Just after Artest left the Bulls, he reached his true potential and became an All-Star and the Defensive Player of the Year, as well as being remembered for his role in the infamous Malice in the Palace fight against the Detroit Pistons and several fans.

2. Artis Gilmore - San Antonio Spurs


You’d have to go way back to find out who this guy is, but just to make it simple, he was one of the greatest talents in the ABA before playing for the Bulls, averaging over 18 points, 12 rebounds and 2 blocks per game through his entire career.

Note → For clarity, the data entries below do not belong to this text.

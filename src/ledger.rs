//! Balance ledger
//!
//! Per-player funds are split into `available` and `escrowed`. Stakes move
//! into escrow when a game starts and leave it only through settlement.
//! Withdrawals are capped per transaction and per rolling window; the
//! window restarts at the first withdrawal after it has elapsed.

use crate::common::types::Amount;
use crate::config::LedgerConfig;
use crate::errors::{LedgerError, WithdrawalLimit};
use chrono::{DateTime, Duration, Utc};
use serde::{Deserialize, Serialize};

/// Withdrawal caps applied by the ledger
#[derive(Debug, Clone, Copy, PartialEq, Eq)]
pub struct WithdrawalPolicy {
    pub per_transaction: Amount,
    pub daily: Amount,
    pub window: Duration,
}

impl WithdrawalPolicy {
    pub fn from_config(config: &LedgerConfig) -> Self {
        let window_secs = i64::try_from(config.withdraw_window_secs).unwrap_or(i64::MAX);
        Self {
            per_transaction: config.per_transaction_withdraw_limit,
            daily: config.daily_withdraw_limit,
            window: Duration::try_seconds(window_secs).unwrap_or(Duration::MAX),
        }
    }
}

impl Default for WithdrawalPolicy {
    fn default() -> Self {
        Self::from_config(&LedgerConfig::default())
    }
}

/// Balance query response
#[derive(Debug, Clone, Copy, Default, PartialEq, Eq, Serialize, Deserialize)]
pub struct BalanceView {
    pub available: Amount,
    pub escrowed: Amount,
}

/// One player's funds and withdrawal counters
#[derive(Debug, Clone, Default, PartialEq, Eq, Serialize, Deserialize)]
pub struct LedgerBalance {
    available: Amount,
    escrowed: Amount,
    withdrawn_in_window: Amount,
    window_start: Option<DateTime<Utc>>,
}

impl LedgerBalance {
    pub fn available(&self) -> Amount {
        self.available
    }

    pub fn escrowed(&self) -> Amount {
        self.escrowed
    }

    pub fn view(&self) -> BalanceView {
        BalanceView {
            available: self.available,
            escrowed: self.escrowed,
        }
    }

    /// Credit `available`
    pub fn deposit(&mut self, amount: Amount) -> Result<BalanceView, LedgerError> {
        if amount.is_zero() {
            return Err(LedgerError::InvalidAmount { amount });
        }
        self.available = self
            .available
            .checked_add(amount)
            .ok_or(LedgerError::BalanceOverflow { amount })?;
        Ok(self.view())
    }

    /// Window start and amount already withdrawn as seen at `now`
    fn window_at(&self, policy: &WithdrawalPolicy, now: DateTime<Utc>) -> (DateTime<Utc>, Amount) {
        match self.window_start {
            Some(start) if start.checked_add_signed(policy.window).map_or(true, |end| now < end) => {
                (start, self.withdrawn_in_window)
            }
            _ => (now, Amount::ZERO),
        }
    }

    /// How much more may be withdrawn in the current window
    pub fn withdrawal_allowance(&self, policy: &WithdrawalPolicy, now: DateTime<Utc>) -> Amount {
        let (_, withdrawn) = self.window_at(policy, now);
        policy
            .daily
            .saturating_sub(withdrawn)
            .min(policy.per_transaction)
            .min(self.available)
    }

    /// Debit `available`, subject to both withdrawal caps
    pub fn withdraw(
        &mut self,
        amount: Amount,
        policy: &WithdrawalPolicy,
        now: DateTime<Utc>,
    ) -> Result<BalanceView, LedgerError> {
        if amount.is_zero() {
            return Err(LedgerError::InvalidAmount { amount });
        }
        if amount > self.available {
            return Err(LedgerError::InsufficientBalance {
                requested: amount,
                available: self.available,
            });
        }

        let (window_start, withdrawn) = self.window_at(policy, now);
        if amount > policy.per_transaction {
            return Err(LedgerError::WithdrawalLimitExceeded {
                requested: amount,
                limit: WithdrawalLimit::PerTransaction,
                cap: policy.per_transaction,
                already_withdrawn: withdrawn,
            });
        }

        let after = withdrawn.saturating_add(amount);
        if after > policy.daily {
            return Err(LedgerError::WithdrawalLimitExceeded {
                requested: amount,
                limit: WithdrawalLimit::Daily,
                cap: policy.daily,
                already_withdrawn: withdrawn,
            });
        }

        self.available = self.available.saturating_sub(amount);
        self.window_start = Some(window_start);
        self.withdrawn_in_window = after;
        Ok(self.view())
    }

    /// Move a stake from `available` into escrow
    pub(crate) fn escrow(&mut self, stake: Amount) -> Result<(), LedgerError> {
        if stake.is_zero() {
            return Err(LedgerError::InvalidAmount { amount: stake });
        }
        if stake > self.available {
            return Err(LedgerError::InsufficientBalance {
                requested: stake,
                available: self.available,
            });
        }
        self.available = self.available.saturating_sub(stake);
        self.escrowed = self.escrowed.saturating_add(stake);
        Ok(())
    }

    /// Lost game: the escrowed stake leaves the player's books
    pub(crate) fn forfeit(&mut self, stake: Amount) {
        self.escrowed = self.escrowed.saturating_sub(stake);
    }

    /// Winning game: clear the stake from escrow and credit the payout
    pub(crate) fn release_with_payout(&mut self, stake: Amount, payout: Amount) {
        self.escrowed = self.escrowed.saturating_sub(stake);
        self.available = self.available.saturating_add(payout);
    }
}

/// House side of every settlement
#[derive(Debug, Clone, Default, PartialEq, Eq, Serialize, Deserialize)]
pub struct HouseBankroll {
    pub initial_balance: Amount,
    pub total_wagered: Amount,
    pub total_paid_out: Amount,
    pub games_settled: u64,
    pub games_won_by_players: u64,
}

impl HouseBankroll {
    pub fn new(initial_balance: Amount) -> Self {
        Self {
            initial_balance,
            ..Default::default()
        }
    }

    /// Record a settled game; `payout` is zero for a lost game
    pub fn record_settlement(&mut self, stake: Amount, payout: Amount) {
        self.total_wagered = self.total_wagered.saturating_add(stake);
        self.total_paid_out = self.total_paid_out.saturating_add(payout);
        self.games_settled += 1;
        if !payout.is_zero() {
            self.games_won_by_players += 1;
        }
    }

    /// House profit in base units
    pub fn profit(&self) -> i128 {
        i128::from(self.total_wagered.base_units()) - i128::from(self.total_paid_out.base_units())
    }

    /// Current house funds in base units; negative when the house is underwater
    pub fn balance(&self) -> i128 {
        i128::from(self.initial_balance.base_units()) + self.profit()
    }

    /// Realised return to player
    pub fn rtp(&self) -> f64 {
        if self.total_wagered.is_zero() {
            return 0.0;
        }
        self.total_paid_out.base_units() as f64 / self.total_wagered.base_units() as f64
    }
}

#[cfg(test)]
mod tests {
    use super::*;
    use chrono::TimeZone;

    fn start() -> DateTime<Utc> {
        Utc.with_ymd_and_hms(2024, 3, 1, 12, 0, 0).unwrap()
    }

    fn funded(tokens: u64) -> LedgerBalance {
        let mut balance = LedgerBalance::default();
        balance.deposit(Amount::tokens(tokens)).unwrap();
        balance
    }

    #[test]
    fn test_deposit_rejects_zero() {
        let mut balance = LedgerBalance::default();
        assert_eq!(
            balance.deposit(Amount::ZERO),
            Err(LedgerError::InvalidAmount { amount: Amount::ZERO })
        );
        assert_eq!(balance.deposit(Amount::tokens(3)).unwrap().available, Amount::tokens(3));
    }

    #[test]
    fn test_deposit_overflow() {
        let mut balance = LedgerBalance::default();
        balance.deposit(Amount::from_base_units(u64::MAX)).unwrap();
        assert!(matches!(
            balance.deposit(Amount::from_base_units(1)),
            Err(LedgerError::BalanceOverflow { .. })
        ));
        assert_eq!(balance.available(), Amount::from_base_units(u64::MAX));
    }

    #[test]
    fn test_per_transaction_limit() {
        let policy = WithdrawalPolicy::default();
        let mut balance = funded(50);

        let err = balance.withdraw(Amount::tokens(12), &policy, start()).unwrap_err();
        assert!(matches!(
            err,
            LedgerError::WithdrawalLimitExceeded { limit: WithdrawalLimit::PerTransaction, .. }
        ));
        assert_eq!(balance.available(), Amount::tokens(50));
    }

    #[test]
    fn test_insufficient_balance() {
        let policy = WithdrawalPolicy::default();
        let mut balance = funded(5);
        assert_eq!(
            balance.withdraw(Amount::tokens(6), &policy, start()),
            Err(LedgerError::InsufficientBalance {
                requested: Amount::tokens(6),
                available: Amount::tokens(5),
            })
        );
    }

    #[test]
    fn test_daily_limit_and_window_reset() {
        let policy = WithdrawalPolicy::default();
        let mut balance = funded(500);
        let now = start();

        for _ in 0..20 {
            balance.withdraw(Amount::tokens(10), &policy, now).unwrap();
        }
        let err = balance.withdraw(Amount::tokens(1), &policy, now + Duration::hours(23)).unwrap_err();
        assert!(matches!(
            err,
            LedgerError::WithdrawalLimitExceeded {
                limit: WithdrawalLimit::Daily,
                already_withdrawn,
                ..
            } if already_withdrawn == Amount::tokens(200)
        ));
        assert_eq!(balance.withdrawal_allowance(&policy, now), Amount::ZERO);

        let later = now + Duration::hours(24);
        assert_eq!(balance.withdrawal_allowance(&policy, later), Amount::tokens(10));
        balance.withdraw(Amount::tokens(10), &policy, later).unwrap();
        assert_eq!(balance.available(), Amount::tokens(290));
    }

    #[test]
    fn test_rejected_withdrawal_keeps_window() {
        let policy = WithdrawalPolicy::default();
        let mut balance = funded(100);
        let now = start();
        balance.withdraw(Amount::tokens(5), &policy, now).unwrap();
        let before = balance.clone();

        assert!(balance
            .withdraw(Amount::tokens(11), &policy, now + Duration::days(2))
            .is_err());
        assert_eq!(balance, before);
    }

    #[test]
    fn test_escrow_and_settle() {
        let mut balance = funded(5);
        assert!(matches!(
            balance.escrow(Amount::tokens(10)),
            Err(LedgerError::InsufficientBalance { .. })
        ));
        assert_eq!(balance.escrowed(), Amount::ZERO);

        balance.escrow(Amount::tokens(2)).unwrap();
        assert_eq!(balance.view(), BalanceView {
            available: Amount::tokens(3),
            escrowed: Amount::tokens(2),
        });

        balance.release_with_payout(Amount::tokens(2), Amount::tokens(4));
        assert_eq!(balance.view(), BalanceView {
            available: Amount::tokens(7),
            escrowed: Amount::ZERO,
        });

        balance.escrow(Amount::tokens(1)).unwrap();
        balance.forfeit(Amount::tokens(1));
        assert_eq!(balance.view(), BalanceView {
            available: Amount::tokens(6),
            escrowed: Amount::ZERO,
        });
    }

    #[test]
    fn test_house_bankroll() {
        let mut house = HouseBankroll::new(Amount::tokens(1_000));
        house.record_settlement(Amount::tokens(1), Amount::ZERO);
        house.record_settlement(Amount::tokens(1), Amount::from_base_units(150_000_000));

        assert_eq!(house.games_settled, 2);
        assert_eq!(house.games_won_by_players, 1);
        assert_eq!(house.profit(), 50_000_000);
        assert_eq!(house.balance(), 100_050_000_000);
        assert!((house.rtp() - 0.75).abs() < 1e-12);
    }
}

Nevertheless, it wasn’t enough for the Bulls to keep him, and they wound up sending the 6-time All-Star to San Antonio in exchange for Dave Corzine and Mark Olberding, one guy that spent most of his career as a mediocre backup center, while the other spent just a year at the United Center, what a bummer.

1. LaMarcus Aldridge - Portland Trail Blazers


Before becoming a huge star for the Portland Trail Blazers and then accepting a secondary role with the Spurs to chase a ring, the Bulls drafted LaMarcus out of Texas University with the 2nd overall pick just to immediately trade him to the Blazers in exchange for Tyrus Thomas.

Well, while Aldridge has lifetime averages of 19.1 points and 8.3 boards per game on 48% from the field with 5 All-Star appearances, Tyrus retired after just 8 years in the league averaging 7.7 points and 4.8 boards. Imagine what could’ve been of the Bulls if Rose, Aldridge and Noah had played together?